• **DATA**:
-- Opening Marker --

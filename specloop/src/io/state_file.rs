//! Durable form of the task state store (`.specloop/state.json`).
//!
//! States are keyed by task id and stamped with the task fingerprint and the
//! graph checksum they were recorded against, so a rebuilt graph never reuses
//! stale state for a task whose definition changed.

use std::collections::BTreeMap;
use std::fs;
use std::path::{Path, PathBuf};

use anyhow::{Context, Result, anyhow};
use serde::{Deserialize, Serialize};
use tracing::{debug, info};

use crate::core::state_store::{PriorState, ReconcileReport, TaskState, TaskStateStore};
use crate::graph::TaskGraph;
use crate::io::fsutil::write_json_atomic;

const STATE_VERSION: u32 = 1;

#[derive(Debug, Clone, PartialEq, Serialize, Deserialize)]
pub struct PersistedState {
    pub version: u32,
    pub graph_checksum: String,
    pub tasks: BTreeMap<String, PersistedTask>,
}

#[derive(Debug, Clone, PartialEq, Serialize, Deserialize)]
pub struct PersistedTask {
    pub fingerprint: String,
    #[serde(flatten)]
    pub state: TaskState,
}

impl PersistedState {
    pub fn capture(graph: &TaskGraph, store: &TaskStateStore) -> Self {
        let tasks = store
            .iter()
            .filter_map(|(id, state)| {
                graph.get(id).map(|task| {
                    (
                        id.to_string(),
                        PersistedTask {
                            fingerprint: task.fingerprint(),
                            state: state.clone(),
                        },
                    )
                })
            })
            .collect();
        Self {
            version: STATE_VERSION,
            graph_checksum: graph.checksum(),
            tasks,
        }
    }
}

/// Handle on the state file location.
#[derive(Debug, Clone)]
pub struct StateFile {
    path: PathBuf,
}

impl StateFile {
    pub fn new(path: impl Into<PathBuf>) -> Self {
        Self { path: path.into() }
    }

    pub fn path(&self) -> &Path {
        &self.path
    }

    pub fn exists(&self) -> bool {
        self.path.exists()
    }

    /// Raw persisted contents, if the file exists.
    pub fn read(&self) -> Result<Option<PersistedState>> {
        if !self.path.exists() {
            return Ok(None);
        }
        let contents = fs::read_to_string(&self.path)
            .with_context(|| format!("read state {}", self.path.display()))?;
        let state: PersistedState = serde_json::from_str(&contents)
            .with_context(|| format!("parse state {}", self.path.display()))?;
        if state.version != STATE_VERSION {
            return Err(anyhow!(
                "unsupported state version {} in {}",
                state.version,
                self.path.display()
            ));
        }
        Ok(Some(state))
    }

    /// Store for `graph`, reconciled against whatever was persisted. A missing
    /// file yields a fresh store.
    pub fn load(&self, graph: &TaskGraph) -> Result<(TaskStateStore, ReconcileReport)> {
        let Some(persisted) = self.read()? else {
            debug!(path = %self.path.display(), "no persisted state, starting fresh");
            let store = TaskStateStore::new(graph);
            let report = ReconcileReport {
                reset: graph.tasks().iter().map(|task| task.id.clone()).collect(),
                ..ReconcileReport::default()
            };
            return Ok((store, report));
        };
        if persisted.graph_checksum != graph.checksum() {
            info!("task graph changed since last run, reconciling per task");
        }
        let prior = persisted
            .tasks
            .into_iter()
            .map(|(task_id, entry)| PriorState {
                task_id,
                fingerprint: entry.fingerprint,
                state: entry.state,
            });
        Ok(TaskStateStore::reconcile(graph, prior))
    }

    pub fn save(&self, graph: &TaskGraph, store: &TaskStateStore) -> Result<()> {
        debug!(path = %self.path.display(), "writing state");
        write_json_atomic(&self.path, &PersistedState::capture(graph, store))
            .with_context(|| format!("save state {}", self.path.display()))
    }
}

-- Closing Marker --

• **EXERCISE GOAL**: Each line of the data above is to be duplicated exactly.

• **EXERCISE RESPONSE**:
filename specloop/src/io/state_file.rs
//! Durable form of the task state store (`.specloop/state.json`).
//!
//! States are keyed by task id and stamped with the task fingerprint and the
//! graph checksum they were recorded against, so a rebuilt graph never reuses
//! stale state for a task whose definition changed.

use std::collections::BTreeMap;
use std::fs;
use std::path::{Path, PathBuf};

use anyhow::{Context, Result, anyhow};
use serde::{Deserialize, Serialize};
use tracing::{debug, info};

use crate::core::state_store::{PriorState, ReconcileReport, TaskState, TaskStateStore};
use crate::graph::TaskGraph;
use crate::io::fsutil::write_json_atomic;

const STATE_VERSION: u32 = 1;

#[derive(Debug, Clone, PartialEq, Serialize, Deserialize)]
pub struct PersistedState {
    pub version: u32,
    pub graph_checksum: String,
    pub tasks: BTreeMap<String, PersistedTask>,
}

#[derive(Debug, Clone, PartialEq, Serialize, Deserialize)]
pub struct PersistedTask {
    pub fingerprint: String,
    #[serde(flatten)]
    pub state: TaskState,
}

impl PersistedState {
    pub fn capture(graph: &TaskGraph, store: &TaskStateStore) -> Self {
        let tasks = store
            .iter()
            .filter_map(|(id, state)| {
                graph.get(id).map(|task| {
                    (
                        id.to_string(),
                        PersistedTask {
                            fingerprint: task.fingerprint(),
                            state: state.clone(),
                        },
                    )
                })
            })
            .collect();
        Self {
            version: STATE_VERSION,
            graph_checksum: graph.checksum(),
            tasks,
        }
    }
}

/// Handle on the state file location.
#[derive(Debug, Clone)]
pub struct StateFile {
    path: PathBuf,
}

impl StateFile {
    pub fn new(path: impl Into<PathBuf>) -> Self {
        Self { path: path.into() }
    }

    pub fn path(&self) -> &Path {
        &self.path
    }

    pub fn exists(&self) -> bool {
        self.path.exists()
    }

    /// Raw persisted contents, if the file exists.
    pub fn read(&self) -> Result<Option<PersistedState>> {
        if !self.path.exists() {
            return Ok(None);
        }
        let contents = fs::read_to_string(&self.path)
            .with_context(|| format!("read state {}", self.path.display()))?;
        let state: PersistedState = serde_json::from_str(&contents)
            .with_context(|| format!("parse state {}", self.path.display()))?;
        if state.version != STATE_VERSION {
            return Err(anyhow!(
                "unsupported state version {} in {}",
                state.version,
                self.path.display()
            ));
        }
        Ok(Some(state))
    }

    /// Store for `graph`, reconciled against whatever was persisted. A missing
    /// file yields a fresh store.
    pub fn load(&self, graph: &TaskGraph) -> Result<(TaskStateStore, ReconcileReport)> {
        let Some(persisted) = self.read()? else {
            debug!(path = %self.path.display(), "no persisted state, starting fresh");
            let store = TaskStateStore::new(graph);
            let report = ReconcileReport {
                reset: graph.tasks().iter().map(|task| task.id.clone()).collect(),
                ..ReconcileReport::default()
            };
            return Ok((store, report));
        };
        if persisted.graph_checksum != graph.checksum() {
            info!("task graph changed since last run, reconciling per task");
        }
        let prior = persisted
            .tasks
            .into_iter()
            .map(|(task_id, entry)| PriorState {
                task_id,
                fingerprint: entry.fingerprint,
                state: entry.state,
            });
        Ok(TaskStateStore::reconcile(graph, prior))
    }

    pub fn save(&self, graph: &TaskGraph, store: &TaskStateStore) -> Result<()> {
        debug!(path = %self.path.display(), "writing state");
        write_json_atomic(&self.path, &PersistedState::capture(graph, store))
            .with_context(|| format!("save state {}", self.path.display()))
    }
}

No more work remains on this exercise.